━━━ DATA SHOWN ━━━

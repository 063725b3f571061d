// HTTP API Error Types
use axum::{http::StatusCode, response::IntoResponse, Json};
use serde_json::{json, Value};
use std::collections::HashMap;

use crate::services::ServiceError;

/// HTTP API error with appropriate status codes and client-friendly messages
#[derive(Debug)]
pub enum ApiError {
    // 400 Bad Request
    BadRequest(String),
    ValidationError {
        message: String,
        field_errors: Option<HashMap<String, String>>,
    },
    InvalidJson(String),

    // 401 Unauthorized
    Unauthorized(String),

    // 403 Forbidden
    Forbidden(String),

    // 404 Not Found
    NotFound(String),

    // 500 Internal Server Error
    InternalServerError(String),

    // 503 Service Unavailable
    ServiceUnavailable(String),
}

impl ApiError {
    pub fn status_code(&self) -> StatusCode {
        match self {
            ApiError::BadRequest(_) => StatusCode::BAD_REQUEST,
            ApiError::ValidationError { .. } => StatusCode::BAD_REQUEST,
            ApiError::InvalidJson(_) => StatusCode::BAD_REQUEST,
            ApiError::Unauthorized(_) => StatusCode::UNAUTHORIZED,
            ApiError::Forbidden(_) => StatusCode::FORBIDDEN,
            ApiError::NotFound(_) => StatusCode::NOT_FOUND,
            ApiError::InternalServerError(_) => StatusCode::INTERNAL_SERVER_ERROR,
            ApiError::ServiceUnavailable(_) => StatusCode::SERVICE_UNAVAILABLE,
        }
    }

    /// Get client-safe error message
    pub fn message(&self) -> &str {
        match self {
            ApiError::BadRequest(msg) => msg,
            ApiError::ValidationError { message, .. } => message,
            ApiError::InvalidJson(msg) => msg,
            ApiError::Unauthorized(msg) => msg,
            ApiError::Forbidden(msg) => msg,
            ApiError::NotFound(msg) => msg,
            ApiError::InternalServerError(msg) => msg,
            ApiError::ServiceUnavailable(msg) => msg,
        }
    }

    /// Get error code for client handling
    pub fn error_code(&self) -> &'static str {
        match self {
            ApiError::BadRequest(_) => "BAD_REQUEST",
            ApiError::ValidationError { .. } => "VALIDATION_ERROR",
            ApiError::InvalidJson(_) => "INVALID_JSON",
            ApiError::Unauthorized(_) => "UNAUTHORIZED",
            ApiError::Forbidden(_) => "FORBIDDEN",
            ApiError::NotFound(_) => "NOT_FOUND",
            ApiError::InternalServerError(_) => "INTERNAL_SERVER_ERROR",
            ApiError::ServiceUnavailable(_) => "SERVICE_UNAVAILABLE",
        }
    }

    pub fn to_json(&self) -> Value {
        let mut response = json!({
            "error": true,
            "message": self.message(),
            "code": self.error_code()
        });

        if let ApiError::ValidationError { field_errors: Some(field_errors), .. } = self {
            response["field_errors"] = json!(field_errors);
        }

        response
    }
}

impl ApiError {
    pub fn bad_request(message: impl Into<String>) -> Self {
        ApiError::BadRequest(message.into())
    }

    pub fn validation_error(message: impl Into<String>, field_errors: Option<HashMap<String, String>>) -> Self {
        ApiError::ValidationError {
            message: message.into(),
            field_errors,
        }
    }

    pub fn invalid_json(message: impl Into<String>) -> Self {
        ApiError::InvalidJson(message.into())
    }

    pub fn unauthorized(message: impl Into<String>) -> Self {
        ApiError::Unauthorized(message.into())
    }

    pub fn not_found(message: impl Into<String>) -> Self {
        ApiError::NotFound(message.into())
    }

    pub fn service_unavailable(message: impl Into<String>) -> Self {
        ApiError::ServiceUnavailable(message.into())
    }
}

impl From<ServiceError> for ApiError {
    fn from(err: ServiceError) -> Self {
        match err {
            ServiceError::NotFound(msg) => ApiError::NotFound(msg),
            ServiceError::Forbidden(msg) => ApiError::Forbidden(msg),
            ServiceError::Validation { message, field_errors } => {
                ApiError::validation_error(message, Some(field_errors))
            }
            ServiceError::Internal(detail) => {
                // Log the real error but return generic message
                tracing::error!("Internal service error: {}", detail);
                ApiError::InternalServerError("An error occurred while processing your request".to_string())
            }
        }
    }
}

impl std::fmt::Display for ApiError {
    fn fmt(&self, f: &mut std::fmt::Formatter<'_>) -> std::fmt::Result {
        write!(f, "{}", self.message())
    }
}

impl std::error::Error for ApiError {}

impl IntoResponse for ApiError {
    fn into_response(self) -> axum::response::Response {
        (self.status_code(), Json(self.to_json())).into_response()
    }
}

━━━

TASK TO CARRY OUT: The answer should consist of every record above, copied exactly.

ANSWER SECTION:
repository 063725b3f571061d
// HTTP API Error Types
use axum::{http::StatusCode, response::IntoResponse, Json};
use serde_json::{json, Value};
use std::collections::HashMap;

use crate::services::ServiceError;

/// HTTP API error with appropriate status codes and client-friendly messages
#[derive(Debug)]
pub enum ApiError {
    // 400 Bad Request
    BadRequest(String),
    ValidationError {
        message: String,
        field_errors: Option<HashMap<String, String>>,
    },
    InvalidJson(String),

    // 401 Unauthorized
    Unauthorized(String),

    // 403 Forbidden
    Forbidden(String),

    // 404 Not Found
    NotFound(String),

    // 500 Internal Server Error
    InternalServerError(String),

    // 503 Service Unavailable
    ServiceUnavailable(String),
}

impl ApiError {
    pub fn status_code(&self) -> StatusCode {
        match self {
            ApiError::BadRequest(_) => StatusCode::BAD_REQUEST,
            ApiError::ValidationError { .. } => StatusCode::BAD_REQUEST,
            ApiError::InvalidJson(_) => StatusCode::BAD_REQUEST,
            ApiError::Unauthorized(_) => StatusCode::UNAUTHORIZED,
            ApiError::Forbidden(_) => StatusCode::FORBIDDEN,
            ApiError::NotFound(_) => StatusCode::NOT_FOUND,
            ApiError::InternalServerError(_) => StatusCode::INTERNAL_SERVER_ERROR,
            ApiError::ServiceUnavailable(_) => StatusCode::SERVICE_UNAVAILABLE,
        }
    }

    /// Get client-safe error message
    pub fn message(&self) -> &str {
        match self {
            ApiError::BadRequest(msg) => msg,
            ApiError::ValidationError { message, .. } => message,
            ApiError::InvalidJson(msg) => msg,
            ApiError::Unauthorized(msg) => msg,
            ApiError::Forbidden(msg) => msg,
            ApiError::NotFound(msg) => msg,
            ApiError::InternalServerError(msg) => msg,
            ApiError::ServiceUnavailable(msg) => msg,
        }
    }

    /// Get error code for client handling
    pub fn error_code(&self) -> &'static str {
        match self {
            ApiError::BadRequest(_) => "BAD_REQUEST",
            ApiError::ValidationError { .. } => "VALIDATION_ERROR",
            ApiError::InvalidJson(_) => "INVALID_JSON",
            ApiError::Unauthorized(_) => "UNAUTHORIZED",
            ApiError::Forbidden(_) => "FORBIDDEN",
            ApiError::NotFound(_) => "NOT_FOUND",
            ApiError::InternalServerError(_) => "INTERNAL_SERVER_ERROR",
            ApiError::ServiceUnavailable(_) => "SERVICE_UNAVAILABLE",
        }
    }

    pub fn to_json(&self) -> Value {
        let mut response = json!({
            "error": true,
            "message": self.message(),
            "code": self.error_code()
        });

        if let ApiError::ValidationError { field_errors: Some(field_errors), .. } = self {
            response["field_errors"] = json!(field_errors);
        }

        response
    }
}

impl ApiError {
    pub fn bad_request(message: impl Into<String>) -> Self {
        ApiError::BadRequest(message.into())
    }

    pub fn validation_error(message: impl Into<String>, field_errors: Option<HashMap<String, String>>) -> Self {
        ApiError::ValidationError {
            message: message.into(),
            field_errors,
        }
    }

    pub fn invalid_json(message: impl Into<String>) -> Self {
        ApiError::InvalidJson(message.into())
    }

    pub fn unauthorized(message: impl Into<String>) -> Self {
        ApiError::Unauthorized(message.into())
    }

    pub fn not_found(message: impl Into<String>) -> Self {
        ApiError::NotFound(message.into())
    }

    pub fn service_unavailable(message: impl Into<String>) -> Self {
        ApiError::ServiceUnavailable(message.into())
    }
}

impl From<ServiceError> for ApiError {
    fn from(err: ServiceError) -> Self {
        match err {
            ServiceError::NotFound(msg) => ApiError::NotFound(msg),
            ServiceError::Forbidden(msg) => ApiError::Forbidden(msg),
            ServiceError::Validation { message, field_errors } => {
                ApiError::validation_error(message, Some(field_errors))
            }
            ServiceError::Internal(detail) => {
                // Log the real error but return generic message
                tracing::error!("Internal service error: {}", detail);
                ApiError::InternalServerError("An error occurred while processing your request".to_string())
            }
        }
    }
}

impl std::fmt::Display for ApiError {
    fn fmt(&self, f: &mut std::fmt::Formatter<'_>) -> std::fmt::Result {
        write!(f, "{}", self.message())
    }
}

impl std::error::Error for ApiError {}

impl IntoResponse for ApiError {
    fn into_response(self) -> axum::response::Response {
        (self.status_code(), Json(self.to_json())).into_response()
    }
}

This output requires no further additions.